Jugez-en : Majorelle, Edy-Legrand, Marquet, Cruz-Herrera, Portaels, Lévy-Dhurmer, Pontoy, Mantel, Henry Rousseau, Benjamin-Constant, Dufy, etc. Et même un Dinet d’adolescentes dénudées où la pudeur musulmane en prend un petit coup… Mais Dinet étant devenu par choix le haj Nasreddine, tout lui est pardonné, notamment dans l’Algérie voisine… Et puis, de toute façon, c’est de l’Art ! Cette magnifique collection est spacieusement présentée avec des cartouches très lisibles, dans des volumes modernes bien éclairés, lovés au creux de cet édifice bancaire Art déco d’outre-mer qui, en lui-même, est déjà un trésor. Bravo donc à cette sévère banque d’état, qui sait pratiquer le mécénat avec une modestie presque excessive.

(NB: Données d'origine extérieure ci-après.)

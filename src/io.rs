// SYNOID Digest - Artifact I/O
// Copyright (c) 2026 Xing_The_Creator | SYNOID
//
// Async loaders for the JSON artifacts produced by the upstream stages
// (scene detection, scoring, feature extraction, transcription).

use anyhow::{Context, Result};
use serde::de::DeserializeOwned;
use serde::{Deserialize, Serialize};
use std::collections::HashMap;
use std::path::Path;
use tracing::{info, warn};

use crate::engine::pipeline::FeatureSource;
use crate::engine::similarity::FeatureMatrix;
use crate::segment::{OutputSegment, Segment, SegmentId, TranscriptCue};

/// Bare list or `{"segments": [...]}`.
#[derive(Deserialize)]
#[serde(untagged)]
enum Listed<T> {
    Bare(Vec<T>),
    Wrapped { segments: Vec<T> },
}

impl<T> Listed<T> {
    fn into_vec(self) -> Vec<T> {
        match self {
            Self::Bare(items) | Self::Wrapped { segments: items } => items,
        }
    }
}

#[derive(Deserialize)]
#[serde(untagged)]
enum ScoresFile {
    Bare(Vec<f64>),
    Wrapped { scores: Vec<f64> },
}

#[derive(Deserialize)]
#[serde(untagged)]
enum FeaturesFile {
    PerFrame(Vec<Vec<f64>>),
    PerSegment(HashMap<String, Vec<f64>>),
    Wrapped { features: Vec<Vec<f64>> },
}

#[derive(Deserialize)]
struct RawCue {
    start: f64,
    end: f64,
    #[serde(default)]
    text: String,
}

async fn read_json<T: DeserializeOwned>(path: &Path, what: &str) -> Result<T> {
    let content = tokio::fs::read_to_string(path)
        .await
        .with_context(|| format!("Failed to read {} file {:?}", what, path))?;
    serde_json::from_str(&content).with_context(|| format!("Failed to parse {} file {:?}", what, path))
}

pub async fn load_segments(path: &Path) -> Result<Vec<Segment>> {
    let segments = read_json::<Listed<Segment>>(path, "segments").await?.into_vec();
    info!("[DIGEST] Loaded {} segments from {:?}", segments.len(), path);
    Ok(segments)
}

/// Cut list written by a previous `summarize` run, or a bare list of records.
pub async fn load_selected(path: &Path) -> Result<Vec<OutputSegment>> {
    Ok(read_json::<Listed<OutputSegment>>(path, "selection").await?.into_vec())
}

pub async fn load_scores(path: &Path) -> Result<Vec<f64>> {
    let scores = match read_json::<ScoresFile>(path, "scores").await? {
        ScoresFile::Bare(s) | ScoresFile::Wrapped { scores: s } => s,
    };
    info!("[DIGEST] Loaded {} frame scores from {:?}", scores.len(), path);
    Ok(scores)
}

pub async fn load_features(path: &Path) -> Result<FeatureSource> {
    let source = match read_json::<FeaturesFile>(path, "features").await? {
        FeaturesFile::PerFrame(rows) | FeaturesFile::Wrapped { features: rows } => {
            info!("[DIGEST] Loaded {} feature frames from {:?}", rows.len(), path);
            FeatureSource::PerFrame(FeatureMatrix::new(rows))
        }
        FeaturesFile::PerSegment(raw) => {
            let map = raw
                .into_iter()
                .map(|(id, v)| {
                    id.trim()
                        .parse::<SegmentId>()
                        .map(|id| (id, v))
                        .with_context(|| format!("Bad segment id {:?} in {:?}", id, path))
                })
                .collect::<Result<HashMap<_, _>>>()?;
            info!("[DIGEST] Loaded {} segment vectors from {:?}", map.len(), path);
            FeatureSource::PerSegment(map)
        }
    };
    Ok(source)
}

/// Whisper-style cues. Blank or inverted cues are skipped.
pub async fn load_cues(path: &Path) -> Result<Vec<TranscriptCue>> {
    let raw = read_json::<Listed<RawCue>>(path, "transcript").await?.into_vec();
    let total = raw.len();
    let cues: Vec<TranscriptCue> = raw
        .into_iter()
        .filter_map(|c| TranscriptCue::new(c.start, c.end, &c.text))
        .collect();
    if cues.len() < total {
        warn!("[DIGEST] Skipped {} unusable transcript cues", total - cues.len());
    }
    info!("[DIGEST] Loaded {} transcript cues from {:?}", cues.len(), path);
    Ok(cues)
}

pub async fn write_json<T: Serialize>(path: &Path, value: &T) -> Result<()> {
    let json = serde_json::to_string_pretty(value).context("Failed to serialize output")?;
    if let Some(parent) = path.parent().filter(|p| !p.as_os_str().is_empty()) {
        tokio::fs::create_dir_all(parent)
            .await
            .with_context(|| format!("Failed to create {:?}", parent))?;
    }
    tokio::fs::write(path, json)
        .await
        .with_context(|| format!("Failed to write {:?}", path))?;
    info!("[DIGEST] Wrote {:?}", path);
    Ok(())
}
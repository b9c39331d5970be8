// SYNOID Digest - Score Aggregator
// Copyright (c) 2026 Xing_The_Creator | SYNOID
//
// Reduces per-frame importance scores inside a segment to avg/max/std and a
// single combined score:
//   combined = avg*alpha + max*(1-alpha) - std_weight*std

use rayon::prelude::*;
use tracing::{debug, warn};

use crate::config::DigestConfig;
use crate::error::{DigestError, DigestResult, DigestWarning};
use crate::segment::{Segment, SegmentScores};

#[derive(Debug, Clone, Copy, PartialEq)]
pub struct ScoreAggregator {
    pub alpha: f64,
    pub std_weight: f64,
}

impl ScoreAggregator {
    pub fn new(alpha: f64, std_weight: f64) -> Self {
        Self { alpha, std_weight }
    }

    pub fn from_config(config: &DigestConfig) -> Self {
        Self::new(config.alpha, config.std_weight)
    }

    pub fn combined(&self, avg_score: f64, max_score: f64, std_score: f64) -> f64 {
        avg_score * self.alpha + max_score * (1.0 - self.alpha) - self.std_weight * std_score
    }

    /// Mean, max and population standard deviation. `None` for an empty slice.
    pub fn summarize(&self, frame_scores: &[f64]) -> Option<SegmentScores> {
        if frame_scores.is_empty() {
            return None;
        }
        let n = frame_scores.len() as f64;
        let avg_score = frame_scores.iter().sum::<f64>() / n;
        let max_score = frame_scores.iter().copied().fold(f64::NEG_INFINITY, f64::max);
        let variance = frame_scores
            .iter()
            .map(|s| (s - avg_score).powi(2))
            .sum::<f64>()
            / n;
        let std_score = variance.sqrt();

        Some(SegmentScores {
            avg_score,
            max_score,
            std_score,
            combined_score: self.combined(avg_score, max_score, std_score),
        })
    }

    /// Attach derived scores to one segment.
    pub fn aggregate(&self, segment: &mut Segment) -> DigestResult<()> {
        let scores = self
            .summarize(segment.frame_scores())
            .ok_or(DigestError::EmptyScoreRange {
                segment_id: segment.segment_id,
                start_time: segment.start_time,
                end_time: segment.end_time,
            })?;
        segment.attach_scores(scores);
        Ok(())
    }

    /// Aggregate every segment in parallel. Segments without samples are
    /// excluded and reported as warnings; input order is preserved.
    pub fn aggregate_all(&self, segments: Vec<Segment>) -> (Vec<Segment>, Vec<DigestWarning>) {
        let results: Vec<Result<Segment, DigestError>> = segments
            .into_par_iter()
            .map(|mut seg| self.aggregate(&mut seg).map(|_| seg))
            .collect();

        let mut scored = Vec::with_capacity(results.len());
        let mut warnings = Vec::new();
        for result in results {
            match result {
                Ok(seg) => scored.push(seg),
                Err(e) => {
                    warn!("[SCORE] Excluding segment: {}", e);
                    warnings.extend(e.into_warning());
                }
            }
        }
        debug!("[SCORE] Aggregated {} segments", scored.len());
        (scored, warnings)
    }
}

/// A global per-frame score sequence sampled at `fps`.
#[derive(Debug, Clone, Copy)]
pub struct ScoreTrack<'a> {
    scores: &'a [f64],
    fps: f64,
}

impl<'a> ScoreTrack<'a> {
    pub fn new(scores: &'a [f64], fps: f64) -> Self {
        Self { scores, fps }
    }

    /// Inclusive frame window `[floor(start*fps), min(floor(end*fps), len-1)]`.
    pub fn window(&self, start_time: f64, end_time: f64) -> Option<(usize, usize)> {
        frame_window(self.scores.len(), start_time, end_time, self.fps)
    }

    pub fn frame_scores_for(&self, segment: &Segment) -> DigestResult<Vec<f64>> {
        self.window(segment.start_time, segment.end_time)
            .map(|(first, last)| self.scores[first..=last].to_vec())
            .ok_or(DigestError::EmptyScoreRange {
                segment_id: segment.segment_id,
                start_time: segment.start_time,
                end_time: segment.end_time,
            })
    }

    /// Fill `frame_scores` for segments that arrived without any. Segments
    /// whose window misses the track keep their empty scores and are reported.
    pub fn attach(&self, segments: &mut [Segment]) -> Vec<DigestWarning> {
        let mut warnings = Vec::new();
        for seg in segments.iter_mut().filter(|s| s.frame_scores().is_empty()) {
            match self.frame_scores_for(seg) {
                Ok(scores) => seg.set_frame_scores(scores),
                Err(e) => {
                    warn!("[SCORE] {}", e);
                    warnings.extend(e.into_warning());
                }
            }
        }
        warnings
    }
}

/// Shared window arithmetic for score tracks and feature matrices.
pub(crate) fn frame_window(len: usize, start_time: f64, end_time: f64, fps: f64) -> Option<(usize, usize)> {
    if len == 0 || !(end_time >= start_time) {
        return None;
    }
    let first = (start_time.max(0.0) * fps).floor() as usize;
    let last = ((end_time.max(0.0) * fps).floor() as usize).min(len - 1);
    if first >= len || first > last {
        return None;
    }
    Some((first, last))
}
// SYNOID Digest - Clip Ranker
// Copyright (c) 2026 Xing_The_Creator | SYNOID
//
// Highlight-clip mode: instead of a time budget, keep the N best-scoring
// segments that are long enough to stand alone.

use serde::{Deserialize, Serialize};
use tracing::info;

use crate::segment::{Segment, SegmentId};

#[derive(Debug, Clone, PartialEq, Serialize, Deserialize)]
pub struct RankedClip {
    /// 1-based.
    pub rank: usize,
    pub segment_id: SegmentId,
    pub start_time: f64,
    pub end_time: f64,
    pub duration: f64,
    pub combined_score: f64,
}

pub fn top_clips(segments: &[Segment], top_n: usize, min_clip_duration: f64) -> Vec<RankedClip> {
    let mut candidates: Vec<&Segment> = segments
        .iter()
        .filter(|s| !s.invalid && s.duration() >= min_clip_duration)
        .collect();

    candidates.sort_by(|a, b| {
        b.combined_score()
            .total_cmp(&a.combined_score())
            .then(a.segment_id.cmp(&b.segment_id))
    });

    let clips: Vec<RankedClip> = candidates
        .into_iter()
        .take(top_n)
        .enumerate()
        .map(|(i, seg)| RankedClip {
            rank: i + 1,
            segment_id: seg.segment_id,
            start_time: seg.start_time,
            end_time: seg.end_time,
            duration: seg.duration(),
            combined_score: seg.combined_score(),
        })
        .collect();

    info!(
        "[CLIPS] Kept {} of {} segments (min {:.1}s, top {})",
        clips.len(),
        segments.len(),
        min_clip_duration,
        top_n
    );
    clips
}
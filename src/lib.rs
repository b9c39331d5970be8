// SYNOID Digest Library
// Copyright (c) 2026 Xing_The_Creator | SYNOID
//
// Budgeted segment selection and transcript-aware boundary refinement for
// video summaries.

pub mod config;
pub mod engine;
pub mod error;
pub mod io;
pub mod quality;
pub mod segment;

pub use config::{DigestConfig, OutputOrder, OverlapPolicy, SelectionStrategy};
pub use engine::{DigestEngine, DigestInput, DigestOutput, DigestReport, FeatureSource};
pub use error::{DigestError, DigestResult, DigestWarning};
pub use segment::{OutputSegment, Segment, SegmentId, TranscriptCue};
// SYNOID Digest Entry Point
// Copyright (c) 2026 Xing_The_Creator | SYNOID

use synoid_digest::engine::ScoreAggregator;
use synoid_digest::quality;
use synoid_digest::{io, DigestConfig, DigestEngine, DigestInput};

use anyhow::Result;
use clap::{Parser, Subcommand};
use dotenv::dotenv;
use std::path::{Path, PathBuf};
use tracing::{info, warn};

#[derive(Parser)]
#[command(name = "synoid-digest")]
#[command(about = "SYNOID Digest - budgeted video summary selection", long_about = None)]
struct Cli {
    #[command(subcommand)]
    command: Commands,
}

#[derive(Subcommand)]
enum Commands {
    /// Select, refine and assemble a budgeted summary
    Summarize {
        /// Scene segments JSON
        #[arg(short, long)]
        segments: PathBuf,

        /// Global per-frame importance scores JSON
        #[arg(long)]
        scores: Option<PathBuf>,

        /// Sampling rate of the score track and feature frames
        #[arg(long)]
        fps: Option<f64>,

        /// Feature vectors: per-frame matrix or segment_id -> vector map
        #[arg(short, long)]
        features: Option<PathBuf>,

        /// Transcript cues JSON (whisper format)
        #[arg(long)]
        cues: Option<PathBuf>,

        /// Config file (otherwise $SYNOID_DIGEST_CONFIG, ./digest_config.json, user config dir)
        #[arg(short, long)]
        config: Option<PathBuf>,

        /// Selection strategy: knapsack or greedy
        #[arg(long)]
        strategy: Option<String>,

        /// Summary length in seconds
        #[arg(short, long)]
        budget_time: Option<f64>,

        /// Summary length as a fraction of the video
        #[arg(short, long)]
        top_ratio: Option<f64>,

        /// Greedy mixing weight (1.0 = importance only)
        #[arg(short, long)]
        mixing_weight: Option<f64>,

        /// Source video length in seconds
        #[arg(long)]
        video_duration: Option<f64>,

        /// Output order: start or id
        #[arg(long)]
        order: Option<String>,

        /// Output JSON path (stdout when omitted)
        #[arg(short, long)]
        output: Option<PathBuf>,
    },

    /// Rank the best standalone highlight clips
    Clips {
        #[arg(short, long)]
        segments: PathBuf,

        #[arg(long)]
        scores: Option<PathBuf>,

        #[arg(long)]
        fps: Option<f64>,

        #[arg(short, long)]
        config: Option<PathBuf>,

        /// Number of clips to keep
        #[arg(short = 'n', long)]
        top_n: Option<usize>,

        /// Shortest acceptable clip in seconds
        #[arg(long)]
        min_duration: Option<f64>,

        #[arg(short, long)]
        output: Option<PathBuf>,
    },

    /// Score a finished summary against the full video
    Evaluate {
        /// All original segments
        #[arg(short, long)]
        segments: PathBuf,

        /// Selected segments or a summarize output file
        #[arg(long)]
        selected: PathBuf,

        #[arg(short, long)]
        features: PathBuf,

        /// Weight of RCI_SPS against representativeness
        #[arg(short, long, default_value_t = 0.5)]
        weight: f64,

        #[arg(short, long)]
        config: Option<PathBuf>,

        #[arg(short, long)]
        output: Option<PathBuf>,
    },

    /// Show the effective configuration
    Config {
        #[arg(short, long)]
        config: Option<PathBuf>,

        #[arg(short, long)]
        output: Option<PathBuf>,
    },
}

async fn emit<T: serde::Serialize>(value: &T, output: Option<&Path>) -> Result<()> {
    match output {
        Some(path) => io::write_json(path, value).await,
        None => {
            println!("{}", serde_json::to_string_pretty(value)?);
            Ok(())
        }
    }
}

#[tokio::main]
async fn main() -> Result<()> {
    dotenv().ok();

    if std::env::var("RUST_LOG").is_err() {
        std::env::set_var("RUST_LOG", "info");
    }
    tracing_subscriber::fmt().with_writer(std::io::stderr).init();

    // Global panic handler: log panics instead of crashing silently
    std::panic::set_hook(Box::new(|panic_info| {
        let location = panic_info
            .location()
            .map(|l| format!("{}:{}:{}", l.file(), l.line(), l.column()))
            .unwrap_or_else(|| "unknown".to_string());
        let message = if let Some(s) = panic_info.payload().downcast_ref::<&str>() {
            s.to_string()
        } else if let Some(s) = panic_info.payload().downcast_ref::<String>() {
            s.clone()
        } else {
            "Unknown panic".to_string()
        };
        eprintln!("[SYNOID PANIC] at {}: {}", location, message);
    }));

    let args = Cli::parse();

    match args.command {
        Commands::Summarize {
            segments,
            scores,
            fps,
            features,
            cues,
            config,
            strategy,
            budget_time,
            top_ratio,
            mixing_weight,
            video_duration,
            order,
            output,
        } => {
            let mut cfg = DigestConfig::load(config.as_deref())?;
            if let Some(s) = strategy {
                cfg.strategy = s.parse()?;
            }
            // A budget flag replaces whichever budget the config carried.
            if budget_time.is_some() || top_ratio.is_some() {
                cfg.budget_time = budget_time;
                cfg.top_ratio = top_ratio;
            }
            if let Some(w) = mixing_weight {
                cfg.mixing_weight = w;
            }
            if let Some(f) = fps {
                cfg.fps = f;
            }
            if let Some(o) = order {
                cfg.output_order = o.parse()?;
            }

            let mut input = DigestInput::new(io::load_segments(&segments).await?);
            input.video_duration = video_duration;
            if let Some(path) = scores {
                input.score_track = Some(io::load_scores(&path).await?);
            }
            if let Some(path) = features {
                input.features = Some(io::load_features(&path).await?);
            }
            if let Some(path) = cues {
                input.cues = io::load_cues(&path).await?;
            }

            info!("[DIGEST] Summarizing with {:?} strategy", cfg.strategy);
            let engine = DigestEngine::new(cfg);
            let report = tokio::task::spawn_blocking(move || engine.run(input)).await??;

            for w in &report.warnings {
                warn!("[DIGEST] Segment {}: {:?}", w.segment_id(), w);
            }
            info!(
                "[DIGEST] {} segments, {:.2}s of {:.2}s ({:.1}%)",
                report.output.segments.len(),
                report.output.selected_duration,
                report.output.original_duration,
                report.output.compression_ratio * 100.0
            );
            emit(&report, output.as_deref()).await?;
        }
        Commands::Clips {
            segments,
            scores,
            fps,
            config,
            top_n,
            min_duration,
            output,
        } => {
            let mut cfg = DigestConfig::load(config.as_deref())?;
            if let Some(n) = top_n {
                cfg.top_n = n;
            }
            if let Some(d) = min_duration {
                cfg.min_clip_duration = d;
            }
            if let Some(f) = fps {
                cfg.fps = f;
            }

            let mut input = DigestInput::new(io::load_segments(&segments).await?);
            if let Some(path) = scores {
                input.score_track = Some(io::load_scores(&path).await?);
            }

            let engine = DigestEngine::new(cfg);
            let (clips, warnings) = tokio::task::spawn_blocking(move || engine.rank_clips(input)).await??;
            for w in &warnings {
                warn!("[CLIPS] Segment {}: {:?}", w.segment_id(), w);
            }
            emit(&clips, output.as_deref()).await?;
        }
        Commands::Evaluate {
            segments,
            selected,
            features,
            weight,
            config,
            output,
        } => {
            let cfg = DigestConfig::load(config.as_deref())?;
            let mut all = io::load_segments(&segments).await?;
            let picks = io::load_selected(&selected).await?;
            let source = io::load_features(&features).await?;

            let aggregator = ScoreAggregator::from_config(&cfg);
            for seg in all.iter_mut().filter(|s| !s.frame_scores().is_empty()) {
                aggregator.aggregate(seg)?;
            }
            source.attach(&mut all, cfg.fps);

            let report = tokio::task::spawn_blocking(move || quality::evaluate(&all, &picks, weight)).await?;
            info!("[EVAL] Summary quality: {}", report.score);
            emit(&report, output.as_deref()).await?;
        }
        Commands::Config { config, output } => {
            let cfg = DigestConfig::load(config.as_deref())?;
            if let Err(e) = cfg.validate() {
                warn!("[DIGEST] {}", e);
            }
            emit(&cfg, output.as_deref()).await?;
        }
    }

    Ok(())
}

Cette visite m’a mis du baume au cœur après la rébuffade essuyée quelques jours auparavant à Rabat au tout récent Musée d’Art moderne et contemporain, de l’ancêtre Ali R’bati (1861-1939) au bien vivant Mohamed Tabal (il vient d’être décoré par le roi). D’emblée, j’avais été ébloui, séduit par cette architecture tout en dentelures légères due au cabinet Karim Chakor ; un dessin qui a fait crier certains au « néo-Lyautey » et que, pour ma part, je qualifierai plutôt de « style national marocain ». Enfin un temple de l’Art, construit au XXIe siècle, et qui ne ressemble ni à de monstrueuses canettes de bière cabossées ni à ces géantes oreilles métalliques avec lesquelles les Anglo-américains écoutent le reste de la planète !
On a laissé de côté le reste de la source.